▼

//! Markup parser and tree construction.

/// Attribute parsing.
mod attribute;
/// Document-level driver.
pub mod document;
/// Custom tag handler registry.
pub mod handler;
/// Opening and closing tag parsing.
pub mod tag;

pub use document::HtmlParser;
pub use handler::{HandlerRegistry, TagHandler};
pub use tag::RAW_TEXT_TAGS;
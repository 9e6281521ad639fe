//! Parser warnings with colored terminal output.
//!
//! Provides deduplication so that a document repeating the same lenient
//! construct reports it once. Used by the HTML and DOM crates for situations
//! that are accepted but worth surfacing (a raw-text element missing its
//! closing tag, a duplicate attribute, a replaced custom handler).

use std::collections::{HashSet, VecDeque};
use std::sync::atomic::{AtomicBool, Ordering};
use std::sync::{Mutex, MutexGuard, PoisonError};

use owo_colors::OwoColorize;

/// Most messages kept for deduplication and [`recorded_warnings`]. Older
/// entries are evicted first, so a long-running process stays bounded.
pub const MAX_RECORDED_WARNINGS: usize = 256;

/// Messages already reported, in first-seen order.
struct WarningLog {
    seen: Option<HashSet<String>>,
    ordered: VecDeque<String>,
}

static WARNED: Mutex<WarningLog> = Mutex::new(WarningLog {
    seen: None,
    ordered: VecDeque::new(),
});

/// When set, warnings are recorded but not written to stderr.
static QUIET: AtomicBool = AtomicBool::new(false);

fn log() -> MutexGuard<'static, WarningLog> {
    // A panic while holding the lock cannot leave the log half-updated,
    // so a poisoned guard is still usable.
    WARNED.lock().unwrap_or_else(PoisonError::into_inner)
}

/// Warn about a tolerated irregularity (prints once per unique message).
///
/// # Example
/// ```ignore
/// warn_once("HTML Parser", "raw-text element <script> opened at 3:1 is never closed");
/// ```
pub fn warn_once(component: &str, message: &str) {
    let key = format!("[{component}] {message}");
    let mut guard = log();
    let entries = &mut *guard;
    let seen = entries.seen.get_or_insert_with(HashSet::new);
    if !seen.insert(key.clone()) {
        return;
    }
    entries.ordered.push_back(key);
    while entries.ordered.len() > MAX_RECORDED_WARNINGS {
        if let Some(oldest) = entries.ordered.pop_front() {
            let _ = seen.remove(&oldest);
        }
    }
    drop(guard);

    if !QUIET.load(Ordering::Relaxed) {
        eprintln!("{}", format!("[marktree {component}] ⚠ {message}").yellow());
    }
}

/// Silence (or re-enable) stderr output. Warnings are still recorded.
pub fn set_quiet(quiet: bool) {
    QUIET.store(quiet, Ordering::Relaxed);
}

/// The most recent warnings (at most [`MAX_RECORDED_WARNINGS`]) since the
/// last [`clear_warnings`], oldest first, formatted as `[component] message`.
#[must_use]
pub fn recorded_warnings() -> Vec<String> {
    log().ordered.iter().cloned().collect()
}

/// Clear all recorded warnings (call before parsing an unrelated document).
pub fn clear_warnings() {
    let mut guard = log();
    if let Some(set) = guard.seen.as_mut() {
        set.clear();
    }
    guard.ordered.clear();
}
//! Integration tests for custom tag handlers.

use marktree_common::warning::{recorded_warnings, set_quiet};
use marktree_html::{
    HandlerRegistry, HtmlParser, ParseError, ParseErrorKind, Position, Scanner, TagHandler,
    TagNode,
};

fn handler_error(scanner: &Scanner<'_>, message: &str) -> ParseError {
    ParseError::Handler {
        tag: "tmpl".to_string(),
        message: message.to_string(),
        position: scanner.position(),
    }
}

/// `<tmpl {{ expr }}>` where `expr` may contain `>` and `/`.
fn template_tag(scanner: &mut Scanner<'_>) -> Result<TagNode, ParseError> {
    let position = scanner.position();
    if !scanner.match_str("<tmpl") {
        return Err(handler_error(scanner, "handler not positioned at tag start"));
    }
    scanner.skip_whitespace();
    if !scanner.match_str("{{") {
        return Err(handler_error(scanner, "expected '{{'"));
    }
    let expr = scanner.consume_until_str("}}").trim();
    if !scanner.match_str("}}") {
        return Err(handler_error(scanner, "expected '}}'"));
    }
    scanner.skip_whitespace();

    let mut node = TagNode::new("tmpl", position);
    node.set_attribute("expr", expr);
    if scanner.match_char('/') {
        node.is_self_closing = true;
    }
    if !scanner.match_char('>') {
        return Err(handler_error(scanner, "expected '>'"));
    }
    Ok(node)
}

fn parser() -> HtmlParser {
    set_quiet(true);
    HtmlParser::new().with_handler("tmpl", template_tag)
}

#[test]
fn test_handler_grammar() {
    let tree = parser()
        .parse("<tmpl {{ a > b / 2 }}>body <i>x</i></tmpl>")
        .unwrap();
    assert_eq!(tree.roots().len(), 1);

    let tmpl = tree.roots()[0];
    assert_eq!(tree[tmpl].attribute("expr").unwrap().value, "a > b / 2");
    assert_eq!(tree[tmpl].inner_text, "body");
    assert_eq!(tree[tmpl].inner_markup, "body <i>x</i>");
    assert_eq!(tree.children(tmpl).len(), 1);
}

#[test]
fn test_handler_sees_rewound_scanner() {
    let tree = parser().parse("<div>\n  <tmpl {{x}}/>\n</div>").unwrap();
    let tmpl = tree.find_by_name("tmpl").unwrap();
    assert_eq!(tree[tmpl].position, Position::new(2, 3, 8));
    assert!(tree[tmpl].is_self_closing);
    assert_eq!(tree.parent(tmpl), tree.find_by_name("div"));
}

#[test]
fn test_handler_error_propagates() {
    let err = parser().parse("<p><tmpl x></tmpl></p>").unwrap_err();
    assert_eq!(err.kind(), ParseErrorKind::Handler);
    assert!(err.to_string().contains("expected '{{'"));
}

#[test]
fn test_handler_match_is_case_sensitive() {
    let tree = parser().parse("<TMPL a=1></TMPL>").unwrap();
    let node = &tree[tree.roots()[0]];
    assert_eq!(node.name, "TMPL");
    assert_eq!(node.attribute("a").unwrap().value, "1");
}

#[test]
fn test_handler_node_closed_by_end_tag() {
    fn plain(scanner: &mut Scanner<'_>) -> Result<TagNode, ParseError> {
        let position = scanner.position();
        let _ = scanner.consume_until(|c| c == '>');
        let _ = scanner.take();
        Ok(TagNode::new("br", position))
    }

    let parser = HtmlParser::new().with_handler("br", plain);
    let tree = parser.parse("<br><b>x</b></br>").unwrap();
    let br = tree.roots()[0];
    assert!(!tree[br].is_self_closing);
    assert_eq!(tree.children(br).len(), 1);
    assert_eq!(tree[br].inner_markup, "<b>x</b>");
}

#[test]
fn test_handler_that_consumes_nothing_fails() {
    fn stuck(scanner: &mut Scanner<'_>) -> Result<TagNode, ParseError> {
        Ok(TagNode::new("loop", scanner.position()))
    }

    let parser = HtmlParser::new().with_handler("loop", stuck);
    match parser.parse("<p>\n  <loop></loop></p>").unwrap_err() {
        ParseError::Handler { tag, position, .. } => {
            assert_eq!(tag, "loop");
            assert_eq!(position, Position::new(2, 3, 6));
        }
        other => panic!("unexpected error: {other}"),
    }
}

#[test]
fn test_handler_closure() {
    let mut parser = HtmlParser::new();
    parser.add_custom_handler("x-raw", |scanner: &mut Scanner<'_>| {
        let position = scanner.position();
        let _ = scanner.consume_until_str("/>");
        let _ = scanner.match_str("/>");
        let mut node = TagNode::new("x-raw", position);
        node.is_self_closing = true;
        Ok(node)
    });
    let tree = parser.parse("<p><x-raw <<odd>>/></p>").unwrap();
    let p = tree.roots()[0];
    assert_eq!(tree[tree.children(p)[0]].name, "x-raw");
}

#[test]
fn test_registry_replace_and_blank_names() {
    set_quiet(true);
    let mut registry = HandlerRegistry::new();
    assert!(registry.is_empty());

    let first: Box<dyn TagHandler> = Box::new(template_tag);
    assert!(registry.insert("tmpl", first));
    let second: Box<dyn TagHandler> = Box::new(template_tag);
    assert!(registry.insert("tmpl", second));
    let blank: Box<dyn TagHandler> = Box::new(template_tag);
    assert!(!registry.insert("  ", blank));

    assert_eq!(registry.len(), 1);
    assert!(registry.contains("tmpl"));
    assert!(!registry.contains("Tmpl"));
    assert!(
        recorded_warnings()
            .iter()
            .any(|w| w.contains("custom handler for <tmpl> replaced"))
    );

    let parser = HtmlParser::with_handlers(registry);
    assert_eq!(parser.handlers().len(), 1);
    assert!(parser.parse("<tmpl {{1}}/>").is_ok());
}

▲

> [Task objective]:
Reproduce the listing word for word from its first line up to and including the line with "in first-seen order.". Give no other lines.

> [Reply to the task]:
//! Markup parser and tree construction.

/// Attribute parsing.
mod attribute;
/// Document-level driver.
pub mod document;
/// Custom tag handler registry.
pub mod handler;
/// Opening and closing tag parsing.
pub mod tag;

pub use document::HtmlParser;
pub use handler::{HandlerRegistry, TagHandler};
pub use tag::RAW_TEXT_TAGS;
repository 9e6281521ad639fe
//! Parser warnings with colored terminal output.
//!
//! Provides deduplication so that a document repeating the same lenient
//! construct reports it once. Used by the HTML and DOM crates for situations
//! that are accepted but worth surfacing (a raw-text element missing its
//! closing tag, a duplicate attribute, a replaced custom handler).

use std::collections::{HashSet, VecDeque};
use std::sync::atomic::{AtomicBool, Ordering};
use std::sync::{Mutex, MutexGuard, PoisonError};

use owo_colors::OwoColorize;

/// Most messages kept for deduplication and [`recorded_warnings`]. Older
/// entries are evicted first, so a long-running process stays bounded.
pub const MAX_RECORDED_WARNINGS: usize = 256;

/// Messages already reported, in first-seen order.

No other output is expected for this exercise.